Can I just add a single block #D (in a top header?)
and, from there, re-route std::anyDataStructure to call hashCode() whenever possible?
//pseudo code
namespace std{
template<> struct hash<X> {
std::size_t operator()(const X& x) const { // std::enable_if??
if(X has hashCode()){ //e.g. T=B01 or B02
make this template highest priority //how?
return hashCode();
}else{ //e.g. T=std::string
don't match this template;
}
}
};
}
It sounds like a SFINAE question to me.
Side note: The most similar question in SO didn't ask about how to achieve this.
Edit (Why don't I just refactor it? ; 3 Feb 2017)
- I don't know if brute force refactoring is a right path. I guess there might be a better way.
hashCode()is my home. I emotionally attach to it.- I want to keep my code short and clean as possible.
std::blocks are dirty. - It may be just my curiosity. If I stubborn not to refactor my code, how far C++ can go?
回答1:
Solution one
If you can make classes B01, B02, ... class templates with dummy parameters you could simply go along with the specialization of the std::hash for template template that takes dummy template parameter:
#include <iostream>
#include <unordered_set>
struct Dummy {};
template <class = Dummy>
class B01{
public: size_t hashCode() const { return 0; }
};
template <class = Dummy>
class B02{
public: size_t hashCode() const { return 0; }
};
namespace std{
template<template <class> class TT> struct hash<TT<Dummy>> {
std::size_t operator()(const TT<Dummy>& x) const {
return x.hashCode();
}
};
}
int main() {
std::unordered_set<B01<>> us;
(void)us;
}
[live demo]
Solution two (contain error/don't use it)
But I believe what you desire looks more like this:
#include <iostream>
#include <unordered_set>
class B01{
public: size_t hashCode() const { return 0; }
};
class B02{
public: size_t hashCode() const { return 0; }
};
template <class T, class>
using enable_hash = T;
namespace std{
template<class T> struct hash<enable_hash<T, decltype(std::declval<T>().hashCode())>> {
std::size_t operator()(const T& x) const {
return x.hashCode();
}
};
}
int main() {
std::unordered_set<B01> us;
(void)us;
}
[live demo]
(Inspired by this answer)
However as long this can work on gcc it isn't really allowed by the c++ standard (but I'm also not sure if it is actually literally disallowed...).

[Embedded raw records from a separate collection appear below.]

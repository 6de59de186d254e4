//! In-memory fakes for the collaborator traits, shared by the test modules.

use std::collections::{HashMap, HashSet};
use std::sync::atomic::{AtomicUsize, Ordering};

use async_trait::async_trait;

use grounding_core::{
    Chunk, ChunkStore, Embedder, EmbeddingTask, LexicalHit, LexicalIndex, LexicalSearchParams,
    Result, RetrievalError, VectorHit, VectorIndex, VectorSearchParams,
};

/// Install a fmt subscriber so degradation logs show up under
/// `cargo test -- --nocapture`. Safe to call from every test.
pub(crate) fn init_tracing() {
    let _ = tracing_subscriber::fmt()
        .with_env_filter(
            tracing_subscriber::EnvFilter::try_from_default_env()
                .unwrap_or_else(|_| tracing_subscriber::EnvFilter::new("info")),
        )
        .with_test_writer()
        .try_init();
}

pub(crate) fn chunk(id: &str, section_id: &str, window_index: u32) -> Chunk {
    Chunk {
        chunk_id: id.to_string(),
        section_id: section_id.to_string(),
        window_index,
        section_path: vec!["Heading".to_string()],
        title: "Test Document".to_string(),
        source_uri: format!("file://{}.md", section_id),
        tags: vec![],
        sentences: vec![format!("body of {}", id)],
        prev_chunk_id: None,
        next_chunk_id: None,
    }
}

pub(crate) fn linked_chunk(
    id: &str,
    section_id: &str,
    window_index: u32,
    prev: Option<&str>,
    next: Option<&str>,
) -> Chunk {
    Chunk {
        prev_chunk_id: prev.map(String::from),
        next_chunk_id: next.map(String::from),
        ..chunk(id, section_id, window_index)
    }
}

/// Chunk store fake backed by a map, counting `find_by_ids` round trips.
#[derive(Default)]
pub(crate) struct FakeStore {
    chunks: HashMap<String, Chunk>,
    fail: bool,
    calls: AtomicUsize,
}

impl FakeStore {
    pub(crate) fn with_chunks(chunks: Vec<Chunk>) -> Self {
        Self {
            chunks: chunks
                .into_iter()
                .map(|c| (c.chunk_id.clone(), c))
                .collect(),
            fail: false,
            calls: AtomicUsize::new(0),
        }
    }

    pub(crate) fn failing() -> Self {
        Self {
            fail: true,
            ..Self::default()
        }
    }

    pub(crate) fn calls(&self) -> usize {
        self.calls.load(Ordering::SeqCst)
    }
}

#[async_trait]
impl ChunkStore for FakeStore {
    async fn find_by_ids(&self, ids: &HashSet<String>) -> Result<Vec<Chunk>> {
        self.calls.fetch_add(1, Ordering::SeqCst);
        if self.fail {
            return Err(RetrievalError::store("store unavailable"));
        }
        Ok(ids
            .iter()
            .filter_map(|id| self.chunks.get(id).cloned())
            .collect())
    }
}

/// Lexical index fake returning a fixed ranked hit list.
#[derive(Default)]
pub(crate) struct FakeLexical {
    hits: Vec<Chunk>,
    fail: bool,
}

impl FakeLexical {
    pub(crate) fn with_hits(hits: Vec<Chunk>) -> Self {
        Self { hits, fail: false }
    }

    pub(crate) fn failing() -> Self {
        Self {
            fail: true,
            ..Self::default()
        }
    }
}

#[async_trait]
impl LexicalIndex for FakeLexical {
    async fn search(&self, _query: &str, params: &LexicalSearchParams) -> Result<Vec<LexicalHit>> {
        if self.fail {
            return Err(RetrievalError::lexical_search("index unavailable"));
        }
        Ok(self
            .hits
            .iter()
            .take(params.limit)
            .enumerate()
            .map(|(i, chunk)| LexicalHit {
                chunk: chunk.clone(),
                score: 100.0 - i as f32,
            })
            .collect())
    }
}

/// Vector index fake returning a fixed ranked id list.
#[derive(Default)]
pub(crate) struct FakeVector {
    ids: Vec<String>,
    fail: bool,
}

impl FakeVector {
    pub(crate) fn with_ids(ids: &[&str]) -> Self {
        Self {
            ids: ids.iter().map(|id| id.to_string()).collect(),
            fail: false,
        }
    }

    pub(crate) fn failing() -> Self {
        Self {
            fail: true,
            ..Self::default()
        }
    }
}

#[async_trait]
impl VectorIndex for FakeVector {
    async fn search(
        &self,
        _embedding: &[f32],
        params: &VectorSearchParams,
    ) -> Result<Vec<VectorHit>> {
        if self.fail {
            return Err(RetrievalError::vector_search("index unavailable"));
        }
        Ok(self
            .ids
            .iter()
            .take(params.k)
            .enumerate()
            .map(|(i, id)| VectorHit {
                chunk_id: id.clone(),
                score: 1.0 - i as f32 * 0.01,
            })
            .collect())
    }
}

/// Embedder fake producing a fixed-dimension vector.
#[derive(Default)]
pub(crate) struct FakeEmbedder {
    fail: bool,
}

impl FakeEmbedder {
    pub(crate) fn failing() -> Self {
        Self { fail: true }
    }
}

#[async_trait]
impl Embedder for FakeEmbedder {
    async fn embed(&self, text: &str, _task: EmbeddingTask) -> Result<Vec<f32>> {
        if self.fail {
            return Err(RetrievalError::embedding("model unavailable"));
        }
        let seed = text.len() as f32;
        Ok(vec![seed; 8])
    }
}
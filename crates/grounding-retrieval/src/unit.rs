//! Per-query hybrid search: concurrent lexical and vector retrieval fused
//! by Reciprocal Rank Fusion.

use std::collections::HashMap;
use std::sync::Arc;

use tokio_util::sync::CancellationToken;
use tracing::{debug, warn};

use grounding_core::{
    Chunk, ChunkStore, Embedder, EmbeddingFailurePolicy, EmbeddingTask, LexicalHit, LexicalIndex,
    Result, RetrievalConfig, RetrievalError, VectorHit, VectorIndex,
};

use crate::fusion::{fuse, select_top_k};
use crate::materialize::materialize_chunks;

/// Drives the lexical and vector searches for a single query, fuses their
/// rankings, selects a bounded top-K and materializes the surviving chunks.
///
/// All per-query state (rank maps, document cache, selection heap) is local
/// to one `run` call; the unit itself only holds shared read-only handles,
/// so one unit can serve many concurrent queries.
pub struct HybridSearchUnit<S, L, V, E> {
    store: Arc<S>,
    lexical: Arc<L>,
    vector: Arc<V>,
    embedder: Arc<E>,
    config: Arc<RetrievalConfig>,
}

impl<S, L, V, E> Clone for HybridSearchUnit<S, L, V, E> {
    fn clone(&self) -> Self {
        Self {
            store: Arc::clone(&self.store),
            lexical: Arc::clone(&self.lexical),
            vector: Arc::clone(&self.vector),
            embedder: Arc::clone(&self.embedder),
            config: Arc::clone(&self.config),
        }
    }
}

impl<S, L, V, E> HybridSearchUnit<S, L, V, E>
where
    S: ChunkStore,
    L: LexicalIndex,
    V: VectorIndex,
    E: Embedder,
{
    pub fn new(
        store: Arc<S>,
        lexical: Arc<L>,
        vector: Arc<V>,
        embedder: Arc<E>,
        config: Arc<RetrievalConfig>,
    ) -> Self {
        Self {
            store,
            lexical,
            vector,
            embedder,
            config,
        }
    }

    /// Run the hybrid search for one query.
    ///
    /// Engine failures degrade to an empty hit set for that engine; an
    /// embedding failure follows the configured
    /// [`EmbeddingFailurePolicy`]. Returns the fused ranking best-to-worst,
    /// at most `fusion.max_chunks` entries.
    pub async fn run(&self, query: &str, cancel: &CancellationToken) -> Result<Vec<Chunk>> {
        let (lexical_result, vector_result) = tokio::select! {
            biased;
            _ = cancel.cancelled() => return Err(RetrievalError::Cancelled),
            results = async {
                tokio::join!(self.lexical_leg(query), self.vector_leg(query))
            } => results,
        };

        let (lexical_ranks, cache) = match lexical_result {
            Ok(hits) => collect_lexical_ranks(hits),
            Err(err) => {
                warn!(query, error = %err, "lexical search failed, continuing without it");
                (HashMap::new(), HashMap::new())
            }
        };

        let vector_ranks = match vector_result {
            Ok(hits) => collect_vector_ranks(hits),
            Err(err @ RetrievalError::Embedding { .. }) => {
                match self.config.batch.on_embedding_failure {
                    EmbeddingFailurePolicy::Fail => return Err(err),
                    EmbeddingFailurePolicy::LexicalOnly => {
                        warn!(query, error = %err, "query embedding failed, degrading to lexical-only");
                        HashMap::new()
                    }
                }
            }
            Err(err) => {
                warn!(query, error = %err, "vector search failed, continuing without it");
                HashMap::new()
            }
        };

        let scores = fuse(&self.config.fusion, &lexical_ranks, &vector_ranks);
        let ranked = select_top_k(scores, self.config.fusion.max_chunks);
        debug!(
            query,
            lexical = lexical_ranks.len(),
            vector = vector_ranks.len(),
            selected = ranked.len(),
            "fused engine rankings"
        );

        let ranked_ids: Vec<String> = ranked.into_iter().map(|(id, _)| id).collect();
        Ok(materialize_chunks(self.store.as_ref(), cache, ranked_ids).await)
    }

    async fn lexical_leg(&self, query: &str) -> Result<Vec<LexicalHit>> {
        if !self.config.lexical.enabled {
            return Ok(Vec::new());
        }
        self.lexical
            .search(query, &self.config.lexical.params())
            .await
    }

    async fn vector_leg(&self, query: &str) -> Result<Vec<VectorHit>> {
        if !self.config.vector.enabled {
            return Ok(Vec::new());
        }
        let embedding = self.embedder.embed(query, EmbeddingTask::Query).await?;
        self.vector
            .search(&embedding, &self.config.vector.params())
            .await
    }
}

/// Convert lexical hits to an id→rank map (1-based, first occurrence wins)
/// and a document cache for later materialization.
fn collect_lexical_ranks(
    hits: Vec<LexicalHit>,
) -> (HashMap<String, usize>, HashMap<String, Chunk>) {
    let mut ranks = HashMap::new();
    let mut cache = HashMap::new();
    for (i, hit) in hits.into_iter().enumerate() {
        let id = hit.chunk.chunk_id.clone();
        if !ranks.contains_key(&id) {
            ranks.insert(id.clone(), i + 1);
            cache.insert(id, hit.chunk);
        }
    }
    (ranks, cache)
}

/// Convert vector hits to an id→rank map (1-based, first occurrence wins).
fn collect_vector_ranks(hits: Vec<VectorHit>) -> HashMap<String, usize> {
    let mut ranks = HashMap::new();
    for (i, hit) in hits.into_iter().enumerate() {
        ranks.entry(hit.chunk_id).or_insert(i + 1);
    }
    ranks
}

See this thread in this context.
Edit:
As pointed out by @Barry this gcc behaviour is not mandated by c++ standard and as such there is absolutely no guaranties it will work even in the next gcc version... It can be even perceived as a bug as it allows partial specialization of a template that in fact does not specialize that template.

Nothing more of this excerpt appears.